The good part about being well-versed in hypnotics is that I have already seen myself in the future, working just enough in a style that actually isn’t work at all. It’s also not too far away, though to be fair I haven’t seen myself holding up a calendar and pointing to a date. Suffice it to say, when I peer towards that future me, I still have hair.

The positives are still positive. The MP3 downloads for Chronic Pain, Migraine and Post-Surgery Healing have had some good feedback in the efficacy department and more on-line support groups are becoming interested. I have ideas bubbling for some more.

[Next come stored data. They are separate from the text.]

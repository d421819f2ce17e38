use anchor_lang::prelude::*;
use anchor_spl::token::{Token, TokenAccount};
use crate::constants::*;
use crate::error::ErrorCode;
use crate::events::{LoanFullyRepaid, LoanRepayment, RepaymentSource};
use crate::state::{LoanRecord, LoanVault};

#[derive(Accounts)]
pub struct Repay<'info> {
    pub payer: Signer<'info>,

    #[account(
        mut,
        seeds = [LOAN_VAULT_SEED],
        bump = loan_vault.bump,
    )]
    pub loan_vault: Box<Account<'info, LoanVault>>,

    #[account(
        mut,
        seeds = [LOAN_RECORD_SEED, &loan_record.loan_id.to_le_bytes()],
        bump = loan_record.bump,
    )]
    pub loan_record: Box<Account<'info, LoanRecord>>,

    #[account(
        mut,
        seeds = [VAULT_TOKEN_SEED],
        bump = loan_vault.token_account_bump,
    )]
    pub vault_token_account: Account<'info, TokenAccount>,

    #[account(
        mut,
        constraint = payer_token_account.owner == payer.key() @ ErrorCode::Unauthorized,
        constraint = payer_token_account.mint == loan_vault.settlement_mint @ ErrorCode::InvalidParameter,
    )]
    pub payer_token_account: Account<'info, TokenAccount>,

    pub token_program: Program<'info, Token>,
}

/// Pay down any active loan. Only the applied amount is pulled from the
/// payer; the remainder of `max_payment` never leaves their account.
pub fn handler(mut ctx: Context<Repay>, max_payment: u64) -> Result<()> {
    let now = Clock::get()?.unix_timestamp;

    let accounts = &mut ctx.accounts;
    let outcome = accounts
        .loan_vault
        .repay_loan(&mut accounts.loan_record, max_payment, now)?;

    anchor_spl::token::transfer(
        CpiContext::new(
            accounts.token_program.to_account_info(),
            anchor_spl::token::Transfer {
                from: accounts.payer_token_account.to_account_info(),
                to: accounts.vault_token_account.to_account_info(),
                authority: accounts.payer.to_account_info(),
            },
        ),
        outcome.applied,
    )?;

    let loan = &accounts.loan_record;
    emit!(LoanRepayment {
        loan_id: loan.loan_id,
        payer: accounts.payer.key(),
        source: RepaymentSource::Manual,
        amount: outcome.applied,
        refund: outcome.refund,
        interest_accrued: outcome.interest_accrued,
        outstanding: outcome.outstanding_after,
        timestamp: now,
    });

    if outcome.fully_repaid {
        emit!(LoanFullyRepaid {
            loan_id: loan.loan_id,
            borrower: loan.borrower,
            total_repaid: loan.amount_repaid,
            timestamp: now,
        });
    }

    Ok(())
}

The key positive change has turned out not be a change at all. I was expecting a fork in the road or at least a cross-roads but no. What has actually turned up has been a path which drives directly between the twin highways of my current multi-career. I hypnotherapise clients and also train and assess in Financial Services (capitalising as it were, on my previous background). I enjoy both. One fulfils the technical geekiness that I seem to find easy to translate into English and the other allows me to help clients move forward in whatever their journey of development happens to be, in whatever way happens to suit them.

Strangely, the middle path just opened up in front of me on 21st June, which I’ve only just realised was the Summer Solstice so I can’t be quite as far gone as some would have me believe. According to a least one person very close to me, I am now a member of the cult of Cognitive Hypnotherapy. Maybe I should talk about it less enthusiastically.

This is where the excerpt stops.